O que pode um psicanalista frente à construção social do racismo e às marcas deixadas pela história escravagista brasileira?


Se num processo de análise, o sujeito percorre por um caminho de deslocamentos rumo à um processo de elaboração e, de fato, de responsabilização e ação frente à uma questão de conflito, para que haja uma ruptura com a lógica social de escravidão e de racismo herdada no Brasil e reiterada ao longo de tantas demarcações históricas, também é necessário um processo de elaboração que vá para além da tomada de consciência (ou que, ao menos, não se paralise nela). É preciso se a ver com uma ferida histórica que não cicatrizou e que se faz presente nas relações a cada gesto, ação ou palavra do cotidiano.

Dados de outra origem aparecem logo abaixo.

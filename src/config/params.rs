//! Production calibration of the LLC stage (default values)
//!
//! Physical units are noted per constant. The loops run on 10 mV / 10 mA
//! integers; conversion happens once when the controller is built.

/// Fast control interrupt rate [Hz]
pub const DEFAULT_CONTROL_FREQUENCY_HZ: f32 = 60_000.0;

/// Housekeeping rate [Hz] (200 us)
pub const DEFAULT_HOUSEKEEPING_FREQUENCY_HZ: f32 = 5_000.0;

/// Output voltage at zero load [V]
pub const DEFAULT_ZERO_LOAD_VOLTAGE: f32 = 54.5;

/// Output voltage at the rated load [V]
pub const DEFAULT_FULL_LOAD_VOLTAGE: f32 = 53.5;

/// Rated load current [A]
pub const DEFAULT_FULL_LOAD_CURRENT: f32 = 74.07;

/// Output voltage at the overload current [V]
pub const DEFAULT_OVERLOAD_VOLTAGE: f32 = 52.5;

/// Overload current [A]
pub const DEFAULT_OVERLOAD_CURRENT: f32 = 148.14;

/// Measurement front end
pub mod measurement {
    /// Weight of the previous filtered current sample
    pub const DEFAULT_CURRENT_FILTER_OLD: f32 = 0.5;

    /// Weight of the new raw current sample
    pub const DEFAULT_CURRENT_FILTER_NEW: f32 = 0.5;

    /// External-sense to internal-sense difference where feedback fully
    /// hands over to the internal sense [V]
    pub const DEFAULT_SENSE_TRANSITION_VOLTAGE: f32 = 4.0;

    /// Raw output current above which the error clamp narrows [A]
    pub const DEFAULT_HIGH_CURRENT_THRESHOLD: f32 = 80.0;
}

/// Voltage/frequency compensator
pub mod voltage_loop {
    /// Soft-start ramp duration at zero load [s]
    pub const DEFAULT_SOFT_START_TIME_ZERO_LOAD: f32 = 0.100;

    /// Soft-start ramp duration at rated load [s]
    pub const DEFAULT_SOFT_START_TIME_FULL_LOAD: f32 = 0.250;

    /// Soft-start coefficients (b0..b3, a1..a3)
    pub const DEFAULT_SOFT_START_B: [f32; 4] = [1.133263, -0.941044, 0.0, 0.0];
    pub const DEFAULT_SOFT_START_A: [f32; 3] = [1.0, 0.0, 0.0];

    /// Regulation coefficients (b0..b3, a1..a3)
    pub const DEFAULT_REGULATION_B: [f32; 4] = [5.029079, -4.293651, -5.002460, 4.320270];
    pub const DEFAULT_REGULATION_A: [f32; 3] = [1.052857, 0.854358, -0.907215];

    /// Voltage error clamp [V]
    pub const DEFAULT_MAX_ERROR: f32 = 1.5;
    pub const DEFAULT_MIN_ERROR: f32 = -1.5;

    /// Upper error clamp while the raw current is above the high-current threshold [V]
    pub const DEFAULT_MAX_ERROR_HIGH_CURRENT: f32 = 0.9;

    /// Highest switching frequency [Hz]
    pub const DEFAULT_MAX_FREQUENCY: u32 = 320_000;

    /// Lowest switching frequency [Hz]
    pub const DEFAULT_MIN_FREQUENCY: u32 = 71_000;

    /// Frequency forced by OVP and CT-OCP [Hz]
    pub const DEFAULT_PROTECTION_FREQUENCY: u32 = 145_000;
}

/// Constant-current limiter
pub mod current_limit {
    pub const DEFAULT_KP: f32 = 0.4;
    pub const DEFAULT_KI: f32 = 0.01;

    /// Current limits [A]
    pub const DEFAULT_SOFT_START_LOW_LINE: f32 = 80.0;
    pub const DEFAULT_REGULATION_LOW_LINE: f32 = 85.0;
    pub const DEFAULT_SOFT_START_HIGH_LINE: f32 = 120.0;
    pub const DEFAULT_REGULATION_HIGH_LINE: f32 = 160.0;

    /// Largest reference correction the limiter may add [V]
    pub const DEFAULT_MAX_ADJUST: f32 = 0.0;
}

/// Light-load PWM sub-mode
pub mod pwm_mode {
    pub const DEFAULT_KP: f32 = 100.0;
    pub const DEFAULT_KI: f32 = 4.0;

    /// Error clamp ahead of the duty controller [V]
    pub const DEFAULT_MAX_ERROR: f32 = 5.0;
    pub const DEFAULT_MIN_ERROR: f32 = -5.0;

    /// Switching frequency while soft-starting from zero output [Hz]
    pub const DEFAULT_SOFT_START_FREQUENCY: u32 = 300_000;

    /// Switching frequency at rated output voltage [Hz]
    pub const DEFAULT_FREQUENCY: u32 = 150_000;

    /// Duty limits (fraction of the period)
    pub const DEFAULT_MAX_DUTY: f32 = 0.5;
    pub const DEFAULT_MIN_DUTY: f32 = 0.0;
}

/// Light-load burst sub-mode
pub mod burst {
    /// Switching frequency inside a burst [Hz]
    pub const DEFAULT_FREQUENCY: u32 = 275_000;

    /// Commanded frequency above which voltage burst may start [Hz]
    pub const DEFAULT_ENTRY_FREQUENCY: u32 = 265_000;

    /// Frequency burst during soft-start: pulse frequency [Hz]
    pub const DEFAULT_SOFT_START_FREQUENCY: u32 = 320_000;

    /// Frequency burst during soft-start: entry frequency [Hz]
    pub const DEFAULT_SOFT_START_ENTRY_FREQUENCY: u32 = 300_000;

    /// Load current hysteresis [A]
    pub const DEFAULT_ENTRY_CURRENT: f32 = 3.5;
    pub const DEFAULT_EXIT_CURRENT: f32 = 4.0;

    /// Error below which the turn-on threshold moves up [V]
    pub const DEFAULT_ERROR_OFFSET: f32 = 0.0;

    /// Travel of the turn-on threshold [V]
    pub const DEFAULT_THRESHOLD_FLOOR: f32 = 0.1;
    pub const DEFAULT_THRESHOLD_CEILING: f32 = 0.6;

    /// Timeout counter
    pub const DEFAULT_TIMEOUT_LIMIT: u16 = 1000;
    pub const DEFAULT_TIMEOUT_DECAY: u16 = 100;

    /// Counter increments for the three error ranges (small, medium, large)
    pub const DEFAULT_TIMEOUT_STEPS: [u16; 3] = [10, 200, 300];

    /// Lower edge of each error range above the threshold [V]
    pub const DEFAULT_TIMEOUT_ERRORS: [f32; 3] = [0.0, 0.3, 0.5];
}

/// Dead-time curves: (switching frequency [Hz], dead time [ns]) breakpoints
pub mod dead_time {
    pub const DEFAULT_PRIMARY: [(u32, i32); 2] = [(200_000, 200), (120_000, 160)];
    pub const DEFAULT_SR_TURN_ON: [(u32, i32); 3] = [(300_000, 450), (220_000, 80), (115_000, 50)];
    pub const DEFAULT_SR_TURN_OFF: [(u32, i32); 3] =
        [(125_000, 200), (85_000, 2200), (71_000, 3250)];
}

/// Twice-line ripple cancellation
pub mod ripple {
    pub const DEFAULT_GAIN: f32 = 3.0;

    /// Input and output clamp [V]
    pub const DEFAULT_INPUT_LIMIT: f32 = 0.5;
    pub const DEFAULT_OUTPUT_LIMIT: f32 = 0.5;
}

/// Active current share
pub mod acs {
    pub const DEFAULT_KP: f32 = 0.01;
    pub const DEFAULT_KI: f32 = 0.0005;

    /// Bus error clamp [A]
    pub const DEFAULT_MAX_BUS_ERROR: f32 = 10.0;

    /// Reference adjustment bounds [V]
    pub const DEFAULT_MAX_ADJUST: f32 = 0.5;
    pub const DEFAULT_MIN_ADJUST: f32 = 0.0;

    /// Bound of the slow feed-forward compensation [A]
    pub const DEFAULT_MAX_COMPENSATION: f32 = 5.0;

    /// Offset added to the bus error; negative keeps the bus at or below
    /// the local reading [A]
    pub const DEFAULT_BUS_OFFSET: f32 = -1.0;
}

/// Synchronized start-up over the share bus
pub mod sync_start {
    /// Bus current read as a start pulse from another unit [A]
    pub const DEFAULT_PULSE_DETECT_CURRENT: f32 = 30.0;

    /// Bus drive while generating the pulse [A]
    pub const DEFAULT_PULSE_CURRENT: f32 = 60.0;

    /// Output voltage above which the pulse is skipped [V]
    pub const DEFAULT_BYPASS_VOLTAGE: f32 = 40.0;

    /// Timing in housekeeping ticks (5 ticks per ms)
    pub const DEFAULT_DETECT_DELAY_TICKS: u16 = 2 * 5;
    pub const DEFAULT_PULSE_TICKS: u16 = 4 * 5;
    pub const DEFAULT_START_DELAY_TICKS: u16 = 800 * 5;
}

Estas demarcações que aparecem de maneira naturalizada nas relações de classe, nos ditos populares, no acesso aos direitos básicos, nas pré concepções de lugares sociais e que se arraigam ao sujeito, ilustram o que Freud chamou de narcisismo das pequenas diferenças nos textos “Psicologia das massas e análise do Eu” (1921/2011) e “O mal-estar na civilização” (1930/2010). Para sustentar um padrão ideal europeu, é preciso resistir ao outro que carrega em si a marca do estranho e, ao mesmo tempo, do familiar e que põe em cheque um ideal identitário. Assim, o ódio ao outro nos diz mais sobre o que há de semelhante do que sobre uma dita diferença. No texto “O inquietante” (1919/2010), Freud nos coloca diante da estranheza familiar que há na diferença, no estrangeiro, naquilo que, por odiarmos em nós, projetamos sob a via da violência no outro. Assim, podemos pensar no mecanismo da projeção como um dos pilares que sustentam o preconceito. Projeta-se no outro aquilo que é odiado e insuportável em si, aquilo que ameaça a ilusão de pertencimento identitário, de classe e de lugar social. Trata-se, então, de um processo que é em essência irracional, afetivo e constitutivo do sujeito e da cultura em uma relação dialética.



O que pode um psicanalista frente à construção social do racismo e às marcas deixadas pela história escravagista brasileira?





Um caminho, não-todo, pode estar no instrumento base do ofício de psicanalisar: a escuta - oferecer aos sujeitos, representados nos campos do indivíduo e da sociedade, a possibilidade de se a ver com suas feridas históricas e identitárias em um espaço de circulação da palavra, compreendendo o preconceito não apenas como produto, mas como marca fundante da cultura.




Referências

FREUD, S (1930). O mal-estar na civilização. São Paulo: Companhia das letras, 2010.

FREUD, S (1921). Psicologia das massas e análise do Eu. São Paulo: Companhia das letras, 2011.

FREUD, S (1919). O inquietante. São Paulo: Companhia das letras, 2010.